Records for this task section start
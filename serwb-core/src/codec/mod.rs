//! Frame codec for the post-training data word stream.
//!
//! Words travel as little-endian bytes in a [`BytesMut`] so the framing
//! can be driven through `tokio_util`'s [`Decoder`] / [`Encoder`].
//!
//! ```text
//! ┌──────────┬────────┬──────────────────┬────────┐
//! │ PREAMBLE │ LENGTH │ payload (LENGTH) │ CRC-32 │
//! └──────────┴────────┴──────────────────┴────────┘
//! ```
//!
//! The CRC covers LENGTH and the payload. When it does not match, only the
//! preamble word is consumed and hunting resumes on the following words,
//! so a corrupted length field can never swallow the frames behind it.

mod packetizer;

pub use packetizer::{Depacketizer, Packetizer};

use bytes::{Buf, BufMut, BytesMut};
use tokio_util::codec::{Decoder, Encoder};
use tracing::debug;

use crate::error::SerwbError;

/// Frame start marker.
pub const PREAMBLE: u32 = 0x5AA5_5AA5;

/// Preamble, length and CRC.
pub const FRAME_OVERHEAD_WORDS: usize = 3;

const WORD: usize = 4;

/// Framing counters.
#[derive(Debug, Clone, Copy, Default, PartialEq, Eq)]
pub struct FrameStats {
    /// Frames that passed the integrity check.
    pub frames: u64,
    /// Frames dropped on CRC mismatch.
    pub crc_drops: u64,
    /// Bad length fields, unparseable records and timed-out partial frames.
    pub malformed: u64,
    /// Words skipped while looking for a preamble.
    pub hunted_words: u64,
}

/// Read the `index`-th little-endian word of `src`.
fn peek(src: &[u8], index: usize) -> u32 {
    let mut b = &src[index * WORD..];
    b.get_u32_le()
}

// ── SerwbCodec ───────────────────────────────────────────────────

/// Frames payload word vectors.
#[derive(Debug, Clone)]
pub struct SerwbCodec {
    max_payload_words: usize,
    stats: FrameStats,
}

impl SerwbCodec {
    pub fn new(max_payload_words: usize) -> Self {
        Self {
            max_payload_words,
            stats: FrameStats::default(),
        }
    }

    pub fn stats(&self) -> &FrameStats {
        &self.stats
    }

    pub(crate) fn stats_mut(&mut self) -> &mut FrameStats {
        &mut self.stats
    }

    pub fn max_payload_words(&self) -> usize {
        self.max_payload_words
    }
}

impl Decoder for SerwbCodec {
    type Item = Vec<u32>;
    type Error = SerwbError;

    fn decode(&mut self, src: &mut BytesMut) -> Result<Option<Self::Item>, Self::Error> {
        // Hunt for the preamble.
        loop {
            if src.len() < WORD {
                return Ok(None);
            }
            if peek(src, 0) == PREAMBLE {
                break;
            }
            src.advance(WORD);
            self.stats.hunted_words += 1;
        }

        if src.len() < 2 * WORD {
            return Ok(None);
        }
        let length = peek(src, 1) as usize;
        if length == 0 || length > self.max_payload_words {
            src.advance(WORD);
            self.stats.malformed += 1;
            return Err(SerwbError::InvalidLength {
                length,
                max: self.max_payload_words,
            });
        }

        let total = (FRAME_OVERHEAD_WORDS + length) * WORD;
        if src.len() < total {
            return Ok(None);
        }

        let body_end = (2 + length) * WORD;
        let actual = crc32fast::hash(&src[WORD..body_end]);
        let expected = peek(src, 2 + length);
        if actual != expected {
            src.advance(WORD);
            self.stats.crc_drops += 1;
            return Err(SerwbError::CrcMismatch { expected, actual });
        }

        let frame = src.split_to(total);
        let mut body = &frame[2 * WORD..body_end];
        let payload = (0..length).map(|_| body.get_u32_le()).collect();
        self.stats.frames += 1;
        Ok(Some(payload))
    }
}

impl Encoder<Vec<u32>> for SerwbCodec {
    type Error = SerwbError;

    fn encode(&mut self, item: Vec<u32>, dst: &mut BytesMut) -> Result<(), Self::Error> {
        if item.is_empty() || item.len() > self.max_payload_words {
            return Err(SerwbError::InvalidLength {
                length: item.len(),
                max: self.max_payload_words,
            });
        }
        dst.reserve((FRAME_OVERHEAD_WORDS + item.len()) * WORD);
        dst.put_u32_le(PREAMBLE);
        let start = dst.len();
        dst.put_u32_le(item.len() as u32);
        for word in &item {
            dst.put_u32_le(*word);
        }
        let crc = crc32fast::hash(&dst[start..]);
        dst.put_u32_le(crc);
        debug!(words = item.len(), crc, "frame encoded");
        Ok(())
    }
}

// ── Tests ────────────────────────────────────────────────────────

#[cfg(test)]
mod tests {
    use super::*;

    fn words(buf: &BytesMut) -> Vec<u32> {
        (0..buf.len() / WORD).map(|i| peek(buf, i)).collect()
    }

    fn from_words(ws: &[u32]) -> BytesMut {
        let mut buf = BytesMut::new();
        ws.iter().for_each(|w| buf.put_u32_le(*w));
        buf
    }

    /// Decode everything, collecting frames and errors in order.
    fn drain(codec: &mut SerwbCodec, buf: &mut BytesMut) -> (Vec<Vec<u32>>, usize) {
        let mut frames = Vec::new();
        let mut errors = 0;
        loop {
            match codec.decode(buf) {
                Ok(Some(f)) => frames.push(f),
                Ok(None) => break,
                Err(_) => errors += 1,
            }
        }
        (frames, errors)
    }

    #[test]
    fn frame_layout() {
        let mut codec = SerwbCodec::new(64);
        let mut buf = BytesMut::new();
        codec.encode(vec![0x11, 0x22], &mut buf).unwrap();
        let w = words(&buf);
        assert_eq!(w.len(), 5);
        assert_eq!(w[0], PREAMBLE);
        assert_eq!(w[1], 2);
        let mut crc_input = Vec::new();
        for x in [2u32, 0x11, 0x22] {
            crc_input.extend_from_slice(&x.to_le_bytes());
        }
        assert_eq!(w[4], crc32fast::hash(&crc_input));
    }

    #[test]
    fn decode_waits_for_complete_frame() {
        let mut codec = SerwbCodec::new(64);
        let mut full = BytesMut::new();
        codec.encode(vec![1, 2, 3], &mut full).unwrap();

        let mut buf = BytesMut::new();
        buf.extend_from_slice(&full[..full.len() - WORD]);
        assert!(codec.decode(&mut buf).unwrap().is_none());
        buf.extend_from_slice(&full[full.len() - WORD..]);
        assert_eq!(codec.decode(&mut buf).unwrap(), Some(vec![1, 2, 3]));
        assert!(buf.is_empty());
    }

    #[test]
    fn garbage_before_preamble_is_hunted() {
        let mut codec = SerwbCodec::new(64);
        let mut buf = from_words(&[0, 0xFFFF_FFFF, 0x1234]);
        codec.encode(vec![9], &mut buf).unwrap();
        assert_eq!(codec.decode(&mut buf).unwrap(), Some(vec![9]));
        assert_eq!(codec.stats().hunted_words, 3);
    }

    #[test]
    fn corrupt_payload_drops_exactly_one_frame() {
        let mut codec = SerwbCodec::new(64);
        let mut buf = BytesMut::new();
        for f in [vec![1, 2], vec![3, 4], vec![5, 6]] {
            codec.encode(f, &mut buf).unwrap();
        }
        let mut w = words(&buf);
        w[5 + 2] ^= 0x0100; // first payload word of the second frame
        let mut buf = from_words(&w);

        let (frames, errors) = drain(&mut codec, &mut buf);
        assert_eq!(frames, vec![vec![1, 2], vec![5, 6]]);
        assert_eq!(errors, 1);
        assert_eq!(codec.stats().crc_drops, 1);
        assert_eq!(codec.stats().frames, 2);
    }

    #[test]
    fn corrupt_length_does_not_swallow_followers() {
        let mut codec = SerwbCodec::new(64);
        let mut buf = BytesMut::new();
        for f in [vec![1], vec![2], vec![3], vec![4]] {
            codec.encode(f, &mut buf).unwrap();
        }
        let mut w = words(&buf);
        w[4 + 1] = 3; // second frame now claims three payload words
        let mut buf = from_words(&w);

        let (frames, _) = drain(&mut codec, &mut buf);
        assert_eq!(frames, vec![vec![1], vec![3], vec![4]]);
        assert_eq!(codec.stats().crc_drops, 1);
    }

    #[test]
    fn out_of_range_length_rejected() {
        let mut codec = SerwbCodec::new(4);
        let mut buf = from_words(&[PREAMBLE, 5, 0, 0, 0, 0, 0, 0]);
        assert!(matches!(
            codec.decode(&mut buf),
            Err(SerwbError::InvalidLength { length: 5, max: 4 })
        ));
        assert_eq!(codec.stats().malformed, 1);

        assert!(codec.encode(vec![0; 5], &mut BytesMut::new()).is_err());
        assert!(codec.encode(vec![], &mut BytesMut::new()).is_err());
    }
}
Records for this task section end
Records for this task section start
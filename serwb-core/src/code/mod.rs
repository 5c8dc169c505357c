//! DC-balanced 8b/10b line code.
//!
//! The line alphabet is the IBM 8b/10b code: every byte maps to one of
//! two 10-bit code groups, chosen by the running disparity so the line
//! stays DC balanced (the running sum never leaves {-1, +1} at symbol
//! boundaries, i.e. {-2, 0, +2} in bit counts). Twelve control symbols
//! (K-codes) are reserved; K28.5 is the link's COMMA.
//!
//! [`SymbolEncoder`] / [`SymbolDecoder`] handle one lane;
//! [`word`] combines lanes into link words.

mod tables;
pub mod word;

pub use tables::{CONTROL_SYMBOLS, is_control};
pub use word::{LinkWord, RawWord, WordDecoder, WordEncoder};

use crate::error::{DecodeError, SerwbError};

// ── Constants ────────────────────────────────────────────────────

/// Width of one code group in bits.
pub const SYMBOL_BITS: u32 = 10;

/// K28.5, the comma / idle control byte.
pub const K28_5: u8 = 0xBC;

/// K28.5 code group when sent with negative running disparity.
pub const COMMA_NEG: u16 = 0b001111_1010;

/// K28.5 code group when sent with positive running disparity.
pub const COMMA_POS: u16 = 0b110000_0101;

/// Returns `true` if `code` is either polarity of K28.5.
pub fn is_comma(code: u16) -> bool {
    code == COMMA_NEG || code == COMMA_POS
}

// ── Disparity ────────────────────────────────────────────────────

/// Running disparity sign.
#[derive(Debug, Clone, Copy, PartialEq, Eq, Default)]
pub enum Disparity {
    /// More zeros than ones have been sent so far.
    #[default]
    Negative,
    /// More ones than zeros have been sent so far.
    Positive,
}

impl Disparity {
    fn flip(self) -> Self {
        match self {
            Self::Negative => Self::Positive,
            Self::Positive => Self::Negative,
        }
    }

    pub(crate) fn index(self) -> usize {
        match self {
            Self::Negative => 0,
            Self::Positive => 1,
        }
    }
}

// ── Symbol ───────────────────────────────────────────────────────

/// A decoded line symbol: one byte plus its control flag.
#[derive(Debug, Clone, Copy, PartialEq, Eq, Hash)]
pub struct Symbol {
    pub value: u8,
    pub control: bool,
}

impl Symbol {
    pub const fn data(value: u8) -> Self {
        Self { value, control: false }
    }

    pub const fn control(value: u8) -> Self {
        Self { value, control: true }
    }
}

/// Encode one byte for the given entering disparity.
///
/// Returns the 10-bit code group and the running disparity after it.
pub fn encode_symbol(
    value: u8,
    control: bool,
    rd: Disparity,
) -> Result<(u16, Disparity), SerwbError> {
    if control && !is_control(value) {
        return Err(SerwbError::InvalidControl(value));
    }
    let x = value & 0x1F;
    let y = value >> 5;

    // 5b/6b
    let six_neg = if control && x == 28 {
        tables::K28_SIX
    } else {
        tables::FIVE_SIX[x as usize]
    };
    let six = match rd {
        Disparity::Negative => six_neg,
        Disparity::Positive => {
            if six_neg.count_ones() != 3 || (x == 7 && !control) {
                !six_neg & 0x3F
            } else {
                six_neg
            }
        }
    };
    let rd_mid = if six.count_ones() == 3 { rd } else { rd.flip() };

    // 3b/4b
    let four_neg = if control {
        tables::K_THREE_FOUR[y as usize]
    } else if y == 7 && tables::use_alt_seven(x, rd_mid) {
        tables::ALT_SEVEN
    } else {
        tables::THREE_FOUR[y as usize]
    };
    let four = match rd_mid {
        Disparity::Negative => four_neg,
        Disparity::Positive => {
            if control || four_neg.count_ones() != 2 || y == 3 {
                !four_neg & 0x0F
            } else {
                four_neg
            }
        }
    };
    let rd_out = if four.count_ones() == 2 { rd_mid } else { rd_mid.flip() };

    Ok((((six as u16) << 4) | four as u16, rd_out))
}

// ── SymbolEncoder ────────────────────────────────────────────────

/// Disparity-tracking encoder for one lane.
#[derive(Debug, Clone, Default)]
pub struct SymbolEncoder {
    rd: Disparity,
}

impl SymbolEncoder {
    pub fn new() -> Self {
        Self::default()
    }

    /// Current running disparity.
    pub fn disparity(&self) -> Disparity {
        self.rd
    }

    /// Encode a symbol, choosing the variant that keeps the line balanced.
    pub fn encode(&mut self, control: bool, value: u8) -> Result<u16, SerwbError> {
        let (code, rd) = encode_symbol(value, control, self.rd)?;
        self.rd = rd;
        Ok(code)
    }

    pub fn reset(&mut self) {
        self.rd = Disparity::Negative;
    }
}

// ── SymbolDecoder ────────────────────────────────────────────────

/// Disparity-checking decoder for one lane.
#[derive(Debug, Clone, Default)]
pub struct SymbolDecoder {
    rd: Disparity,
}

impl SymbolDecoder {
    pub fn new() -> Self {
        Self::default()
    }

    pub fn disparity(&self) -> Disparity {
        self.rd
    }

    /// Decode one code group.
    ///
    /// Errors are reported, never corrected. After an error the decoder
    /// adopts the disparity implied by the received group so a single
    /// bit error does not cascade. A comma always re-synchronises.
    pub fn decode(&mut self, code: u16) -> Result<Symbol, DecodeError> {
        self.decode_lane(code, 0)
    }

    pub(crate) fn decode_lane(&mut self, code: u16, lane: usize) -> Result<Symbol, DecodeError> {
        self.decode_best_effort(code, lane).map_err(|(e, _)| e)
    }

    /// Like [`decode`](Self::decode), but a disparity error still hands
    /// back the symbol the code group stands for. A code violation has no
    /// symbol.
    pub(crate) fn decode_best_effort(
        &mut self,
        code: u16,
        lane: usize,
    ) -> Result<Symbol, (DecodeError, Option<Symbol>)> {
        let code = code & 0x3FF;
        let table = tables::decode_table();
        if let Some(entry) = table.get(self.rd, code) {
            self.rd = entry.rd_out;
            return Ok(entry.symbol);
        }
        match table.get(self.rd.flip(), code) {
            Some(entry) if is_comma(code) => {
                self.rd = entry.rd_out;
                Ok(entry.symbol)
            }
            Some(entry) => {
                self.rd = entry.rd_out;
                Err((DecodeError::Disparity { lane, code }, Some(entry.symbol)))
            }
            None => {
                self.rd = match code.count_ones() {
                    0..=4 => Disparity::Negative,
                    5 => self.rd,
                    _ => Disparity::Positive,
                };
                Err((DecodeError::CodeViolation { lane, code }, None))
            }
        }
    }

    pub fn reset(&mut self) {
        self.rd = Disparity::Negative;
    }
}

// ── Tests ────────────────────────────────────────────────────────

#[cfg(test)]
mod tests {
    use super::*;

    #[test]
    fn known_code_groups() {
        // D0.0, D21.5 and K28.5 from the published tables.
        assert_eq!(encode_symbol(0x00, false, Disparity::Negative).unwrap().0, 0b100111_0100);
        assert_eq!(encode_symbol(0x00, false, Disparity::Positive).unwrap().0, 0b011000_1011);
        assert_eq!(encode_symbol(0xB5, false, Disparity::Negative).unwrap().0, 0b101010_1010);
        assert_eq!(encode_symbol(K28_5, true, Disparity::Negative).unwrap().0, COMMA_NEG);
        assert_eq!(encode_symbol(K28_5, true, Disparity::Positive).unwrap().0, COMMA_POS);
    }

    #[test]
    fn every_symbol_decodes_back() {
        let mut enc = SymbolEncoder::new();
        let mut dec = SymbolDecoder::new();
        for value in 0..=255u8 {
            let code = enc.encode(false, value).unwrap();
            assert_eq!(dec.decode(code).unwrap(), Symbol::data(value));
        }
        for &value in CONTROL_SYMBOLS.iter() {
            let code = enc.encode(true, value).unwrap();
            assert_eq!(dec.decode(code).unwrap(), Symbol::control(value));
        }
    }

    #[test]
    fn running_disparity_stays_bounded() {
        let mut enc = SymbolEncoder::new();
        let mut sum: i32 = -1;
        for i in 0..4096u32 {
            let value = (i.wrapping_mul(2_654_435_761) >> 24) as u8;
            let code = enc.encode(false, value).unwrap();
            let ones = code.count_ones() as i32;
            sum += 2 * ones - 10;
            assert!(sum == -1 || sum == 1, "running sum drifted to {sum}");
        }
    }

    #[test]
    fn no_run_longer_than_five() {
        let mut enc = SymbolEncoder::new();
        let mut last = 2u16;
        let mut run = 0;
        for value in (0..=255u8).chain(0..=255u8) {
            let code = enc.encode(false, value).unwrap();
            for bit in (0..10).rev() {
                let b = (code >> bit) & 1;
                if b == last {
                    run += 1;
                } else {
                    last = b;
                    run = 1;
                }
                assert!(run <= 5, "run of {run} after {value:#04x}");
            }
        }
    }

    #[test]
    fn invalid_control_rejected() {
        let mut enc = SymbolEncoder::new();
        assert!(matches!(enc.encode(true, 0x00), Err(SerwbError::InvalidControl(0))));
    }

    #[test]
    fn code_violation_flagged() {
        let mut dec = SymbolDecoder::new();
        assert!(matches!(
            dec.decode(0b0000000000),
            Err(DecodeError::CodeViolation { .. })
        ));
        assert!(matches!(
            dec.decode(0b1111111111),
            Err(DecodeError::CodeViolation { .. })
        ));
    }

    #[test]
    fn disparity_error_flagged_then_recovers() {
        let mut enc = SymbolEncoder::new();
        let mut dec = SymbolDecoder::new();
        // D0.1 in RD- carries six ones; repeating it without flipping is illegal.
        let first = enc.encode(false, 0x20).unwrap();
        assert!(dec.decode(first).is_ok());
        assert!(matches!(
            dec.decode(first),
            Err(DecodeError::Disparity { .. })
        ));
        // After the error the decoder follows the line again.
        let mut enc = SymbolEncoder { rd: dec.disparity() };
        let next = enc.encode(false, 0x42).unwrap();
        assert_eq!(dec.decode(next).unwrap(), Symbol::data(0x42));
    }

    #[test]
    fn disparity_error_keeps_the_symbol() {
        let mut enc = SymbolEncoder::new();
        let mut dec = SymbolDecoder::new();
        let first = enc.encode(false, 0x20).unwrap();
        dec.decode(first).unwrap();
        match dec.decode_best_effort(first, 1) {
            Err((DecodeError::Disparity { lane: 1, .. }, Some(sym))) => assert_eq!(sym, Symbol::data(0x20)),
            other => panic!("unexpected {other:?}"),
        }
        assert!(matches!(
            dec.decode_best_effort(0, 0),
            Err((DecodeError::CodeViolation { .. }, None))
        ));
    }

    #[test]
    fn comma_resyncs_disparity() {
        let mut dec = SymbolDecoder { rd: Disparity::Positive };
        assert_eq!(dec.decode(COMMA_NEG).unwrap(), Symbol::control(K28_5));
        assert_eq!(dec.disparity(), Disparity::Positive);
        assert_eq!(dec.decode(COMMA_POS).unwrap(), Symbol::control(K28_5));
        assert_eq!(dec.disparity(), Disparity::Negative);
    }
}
Records for this task section end
§ **Exercise instructions**: Find the word "derive" in the records, and report each line that has it.

§ **Answer to the problem**:
#[derive(Debug, Clone, Copy, Default, PartialEq, Eq)]
#[derive(Debug, Clone)]
#[derive(Debug, Clone, Copy, PartialEq, Eq, Default)]
#[derive(Debug, Clone, Copy, PartialEq, Eq, Hash)]
#[derive(Debug, Clone, Default)]
#[derive(Debug, Clone, Default)]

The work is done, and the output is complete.